I find that in my big doe groups there's always one (often 2 or 3) who are quieter than the rest and don't enjoy running round like a lunatic all the time, but they "stick out" because they appear different to the others when in fact they're quite more sedated and subdued.

It also could be she didn't handle the move aswell as the others and is taking her time to settle in, I think you're doing the right thing keeping her by herself for a bit and giving her extra tlc but don't keep her on her own too long or she might not want to mix in with your doe group again 

Unless she's showing obvious signs of illness like sneezing, coughing, rattling chest (put her to your ear) or her coat looks "manky" like untidy, then I shouldn't worry too much.


----------



## Maplewood Stud

just checked on the doe again and her breathing is now very fast. 
everything else is ok as far as i can see, shes eating drinking fine.

should i try and get her into the vet this afternoon?

please help  x


http://s413.photobucket.com/albums/pp22 ... RLYDOE.flv


----------



## SarahY

That looks like a rather poorly girl to me, you should probably get her to the vets asap. Hope she feels better soon!

Sarah xxx


----------



## Cait

I agree with Sarah, that doesn't look good at all.


----------



## Maplewood Stud

hey again just to fill u in i went to the vets - the vet looked her over and weighed her. she listenened to her chest and couldnt hear any rattling etc she then pinched the scruff of her neck and the skin stayed in a pinched position, the vet said she thinks shes dehydrated , the vet has given me a pot to get a wee sample and has given me x2 1ml syringes to get some water into her.what do u guys reckon x


----------



## sommy

Oh no, at least she can get back on track!


----------



## Cait

Yeah good luck with a urine sample from a mouse :roll: I think if she's dehydrated the best thing to give her is Dioralyte for children, I've used it with mice before and it works wonders. However if you give her that and of course water and she still hasn't perked up in a few hours then there's something else going on.


----------



## NaomiR

Well I'm as puzzled as you and the vets I just can't imagine what it could be and only hope it IS dehydration because that's easily remedied - how is she now and have you managed to get any fluid into her??


----------



## SarahC

How completly ridiculous of the vet to ask for a urine sample.Caits suggestion of dirolyte is good,lectade is the animal equivalent and available from online pet pharmacies although there obviously is no time for that now.


----------



## sommy

oh yeah! how will you get the sample?


----------



## Maplewood Stud

ive managed to get a bit of wee into the pot but not enough , the vet was such a cow too! cait ive brought some dioralyte from tescos in blackcurrant sachet form, it says mix a sachet in 200ml of water, adults 1 or 2 sachets after loose motion, children 1 sachet and infants 1 and a half times the normal 24hour feed volume x


----------



## Cait

That sounds like the same one I have used, it does work and they don't seem to mind the taste.


----------



## Maplewood Stud

good how much should i give her, how should i mix it x


----------



## Cait

I just mixed as the packet directed for babies and filled their water bottle with it and let them drink at will.
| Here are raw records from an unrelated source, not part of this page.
//! Command-line argument definitions for the shot map
//!
//! Defines the CLI interface using the clap derive API.

use crate::constants::DEFAULT_SEASON;
use crate::dataset::default_dataset_path;
use crate::error::{Result, ShotMapError};
use crate::models::{GameType, SeasonKey};
use chrono::NaiveDate;
use clap::{Args as ClapArgs, Parser, Subcommand, ValueEnum};
use std::path::PathBuf;

/// CLI arguments for the NHL shot map
///
/// Reads the dataset produced by the fetch job and reports where each team
/// shoots from, how it ranks, and what kind of attack it runs.
#[derive(Debug, Clone, Parser)]
#[command(
    name = "shotmap",
    version,
    about = "NHL team shot-location reports: zone ranks, pool re-ranking and attack archetypes",
    long_about = "Reads the NHL shot-location dataset written by the fetch job and reports, per team, \
                  shots, goals and shooting percentage by zone with league or playoff-pool ranks, \
                  comparisons against the pool average, and a one-line attack archetype."
)]
pub struct Args {
    #[command(subcommand)]
    pub command: Option<Commands>,

    /// Path to the dataset JSON file
    ///
    /// Defaults to the per-user data directory if a dataset is installed
    /// there, otherwise public/nhl-data.json.
    #[arg(
        long = "dataset",
        value_name = "FILE",
        global = true,
        help = "Path to the dataset JSON file"
    )]
    pub dataset: Option<PathBuf>,

    /// Path to a JSON configuration file
    #[arg(
        long = "config",
        value_name = "FILE",
        global = true,
        help = "Path to configuration file (JSON format)"
    )]
    pub config_file: Option<PathBuf>,

    /// Enable verbose logging output
    #[arg(
        short = 'v',
        long = "verbose",
        action = clap::ArgAction::Count,
        global = true,
        help = "Increase logging verbosity (-v: info, -vv: debug, -vvv: trace)"
    )]
    pub verbose: u8,

    /// Suppress output (quiet mode)
    #[arg(
        short = 'q',
        long = "quiet",
        global = true,
        help = "Suppress log output except errors",
        conflicts_with = "verbose"
    )]
    pub quiet: bool,
}

/// Available subcommands
#[derive(Debug, Clone, Subcommand)]
pub enum Commands {
    /// Shot report for one team
    Report(ReportArgs),
    /// Archetype of every team with data for a selection
    League(LeagueArgs),
    /// Build today's rank snapshot for the history
    Snapshot(SnapshotArgs),
}

/// Season and game type selection shared by the query commands
#[derive(Debug, Clone, ClapArgs)]
pub struct SelectionArgs {
    /// Season as two consecutive years, e.g. 20252026
    #[arg(
        short = 's',
        long = "season",
        value_name = "SEASON",
        default_value = DEFAULT_SEASON,
        help = "Season key, e.g. 20252026"
    )]
    pub season: SeasonKey,

    /// Regular season or playoffs
    #[arg(
        short = 'g',
        long = "game-type",
        value_name = "TYPE",
        default_value = "regular",
        help = "Game type: regular (2) or playoffs (3)"
    )]
    pub game_type: GameType,

    /// Output format
    #[arg(
        long = "format",
        value_enum,
        default_value = "human",
        help = "Output format for results"
    )]
    pub output_format: OutputFormat,
}

/// Arguments for the report command
#[derive(Debug, Clone, Parser)]
pub struct ReportArgs {
    /// Team id, abbreviation or name
    #[arg(
        short = 't',
        long = "team",
        value_name = "TEAM",
        help = "Team id, abbreviation or name (e.g. 9, OTT, Senators)"
    )]
    pub team: String,

    #[command(flatten)]
    pub selection: SelectionArgs,
}

/// Arguments for the league command
#[derive(Debug, Clone, Parser)]
pub struct LeagueArgs {
    #[command(flatten)]
    pub selection: SelectionArgs,
}

/// Arguments for the snapshot command
#[derive(Debug, Clone, Parser)]
pub struct SnapshotArgs {
    /// Season to snapshot (regular season only)
    #[arg(
        short = 's',
        long = "season",
        value_name = "SEASON",
        default_value = DEFAULT_SEASON,
        help = "Season key, e.g. 20252026"
    )]
    pub season: SeasonKey,

    /// Snapshot date; defaults to today (UTC)
    #[arg(
        long = "date",
        value_name = "YYYY-MM-DD",
        value_parser = parse_date,
        help = "Snapshot date (YYYY-MM-DD), defaults to today"
    )]
    pub date: Option<NaiveDate>,

    /// Append the snapshot to the dataset's history and save it
    #[arg(long = "write", help = "Append to the dataset history and write the file back")]
    pub write: bool,

    /// Output format
    #[arg(
        long = "format",
        value_enum,
        default_value = "human",
        help = "Output format for the snapshot"
    )]
    pub output_format: OutputFormat,
}

/// Output format options
#[derive(Debug, Clone, Copy, PartialEq, Eq, ValueEnum)]
pub enum OutputFormat {
    /// Human-readable coloured output
    Human,
    /// JSON for scripting
    Json,
}

impl Args {
    /// Log level from the verbosity flags
    pub fn get_log_level(&self) -> &'static str {
        if self.quiet {
            "error"
        } else {
            match self.verbose {
                0 => "warn",
                1 => "info",
                2 => "debug",
                _ => "trace",
            }
        }
    }

    /// Explicit dataset path or the default location
    pub fn dataset_path(&self) -> PathBuf {
        self.dataset.clone().unwrap_or_else(default_dataset_path)
    }
}

/// Parse a YYYY-MM-DD date argument
pub fn parse_date(value: &str) -> Result<NaiveDate> {
    NaiveDate::parse_from_str(value.trim(), "%Y-%m-%d").map_err(|source| {
        ShotMapError::InvalidDate {
            value: value.to_string(),
            source,
        }
    })
}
You could offer your mouse some from the syringe if you like, but she may take it better from a source she is used to drinking from. Also if you leave the water bottle with the solution in the cage overnight it would be a good idea to also add one with just plain water in.


----------



## Maplewood Stud

ive done it, i mixed up 1 sachet into 200ml of water, ive filled up her warerbottle with it and have managed to get 0.3ml into her using the syringe. i f this stuff doesnt work or it turns out to be something else what can i do. ive managed to get some wee so should i still keep collecting it and give it to the vet on tues x


----------



## Cait

Tuesday will be too late for the mouse if it is anything serious as they go downhill very quickly. If it is something else we'd need to know what in order to advise on what to do. For now just keep your eye on her and see how the rehydration does for her.


----------



## Maplewood Stud

she looks better in herself now, we had her out for a bit after giving her some of that stuff and she was running around like a loony checking everything out on the sofa and she cuddled up to dad in his pocket for a few mins too 
her breathing is still a bit fast but i think its looking better (not sure if it is or if its just me wishful thinking - but can only hope cant i)
as for eating - ive just put her back in her tub, she had a bit of food in her bowl so thought id leave it and fill it up in the morning, went and sat down and watched her and the greedy cat ate the lot, i had to fill her bowl up again, shes eating like shes scared someones gonna take it away from her. 
its crazy!!! x


----------



## Maplewood Stud

just to update u, i think maisie is a little better today, her breathing i still fast but its better. 
she has been drinking lots of the dirolyte mix i made her, has had around 3 syringe fulls since about half 10ish last night and is taking it well, her skin doesnt stay pinched it goes straight back down - im just wondering though (this may sound stupid) but she doesnt appear to be drinking from her waterbottle, not at all! im thinking she may not know what it is or how to use it, i know mice can smell water but she doesnt look as though she knows what it is, so ive out a tiny bit in a bowl and showed her it, and she licked a little bit. so i dunno?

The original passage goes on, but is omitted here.